_Work request_: Each line in the listing below that contains "execute" should be returned.

_Supplied entries_:

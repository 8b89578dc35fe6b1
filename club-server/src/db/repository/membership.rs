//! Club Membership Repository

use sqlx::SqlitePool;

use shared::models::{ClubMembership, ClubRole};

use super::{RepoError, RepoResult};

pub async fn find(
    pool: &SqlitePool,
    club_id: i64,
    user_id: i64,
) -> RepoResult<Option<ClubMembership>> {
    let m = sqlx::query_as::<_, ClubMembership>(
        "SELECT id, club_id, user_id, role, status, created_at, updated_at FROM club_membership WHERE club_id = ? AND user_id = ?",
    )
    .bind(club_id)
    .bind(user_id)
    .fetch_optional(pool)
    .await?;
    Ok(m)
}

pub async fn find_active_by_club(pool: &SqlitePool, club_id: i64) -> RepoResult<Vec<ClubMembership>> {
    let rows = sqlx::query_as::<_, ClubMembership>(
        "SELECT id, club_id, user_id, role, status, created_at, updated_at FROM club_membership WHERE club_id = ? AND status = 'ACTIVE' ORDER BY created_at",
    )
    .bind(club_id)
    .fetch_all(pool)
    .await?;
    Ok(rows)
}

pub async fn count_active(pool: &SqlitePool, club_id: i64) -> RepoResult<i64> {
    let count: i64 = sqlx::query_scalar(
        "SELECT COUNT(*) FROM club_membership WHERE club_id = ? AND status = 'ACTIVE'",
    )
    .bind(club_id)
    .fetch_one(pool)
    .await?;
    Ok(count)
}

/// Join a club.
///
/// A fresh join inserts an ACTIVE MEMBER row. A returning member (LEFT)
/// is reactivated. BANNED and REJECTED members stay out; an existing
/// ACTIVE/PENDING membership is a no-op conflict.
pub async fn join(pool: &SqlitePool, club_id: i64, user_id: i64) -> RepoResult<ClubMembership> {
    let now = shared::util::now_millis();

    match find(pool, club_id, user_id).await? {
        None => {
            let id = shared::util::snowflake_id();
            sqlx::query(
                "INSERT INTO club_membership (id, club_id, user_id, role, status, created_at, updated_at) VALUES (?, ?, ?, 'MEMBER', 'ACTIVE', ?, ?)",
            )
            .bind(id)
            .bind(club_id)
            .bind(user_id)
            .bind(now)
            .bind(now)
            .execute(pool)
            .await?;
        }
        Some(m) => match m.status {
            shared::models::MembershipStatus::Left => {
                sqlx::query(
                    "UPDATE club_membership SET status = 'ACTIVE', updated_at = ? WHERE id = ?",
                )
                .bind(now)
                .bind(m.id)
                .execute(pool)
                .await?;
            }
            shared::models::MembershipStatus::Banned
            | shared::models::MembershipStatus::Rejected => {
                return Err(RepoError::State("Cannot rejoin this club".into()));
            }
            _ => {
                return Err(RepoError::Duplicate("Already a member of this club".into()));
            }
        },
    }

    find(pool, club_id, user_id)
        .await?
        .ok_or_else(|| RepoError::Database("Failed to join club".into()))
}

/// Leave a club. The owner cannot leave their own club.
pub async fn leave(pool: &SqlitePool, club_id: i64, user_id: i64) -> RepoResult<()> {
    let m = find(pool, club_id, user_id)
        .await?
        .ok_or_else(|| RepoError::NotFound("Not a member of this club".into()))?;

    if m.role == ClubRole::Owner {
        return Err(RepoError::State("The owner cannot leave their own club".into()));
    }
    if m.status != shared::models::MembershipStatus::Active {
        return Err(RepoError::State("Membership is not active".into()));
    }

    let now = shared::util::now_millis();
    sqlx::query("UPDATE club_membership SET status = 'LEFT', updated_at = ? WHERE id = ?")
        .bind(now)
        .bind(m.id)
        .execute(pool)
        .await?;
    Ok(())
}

_Result of the task_:
            .execute(pool)
                .execute(pool)
        .execute(pool)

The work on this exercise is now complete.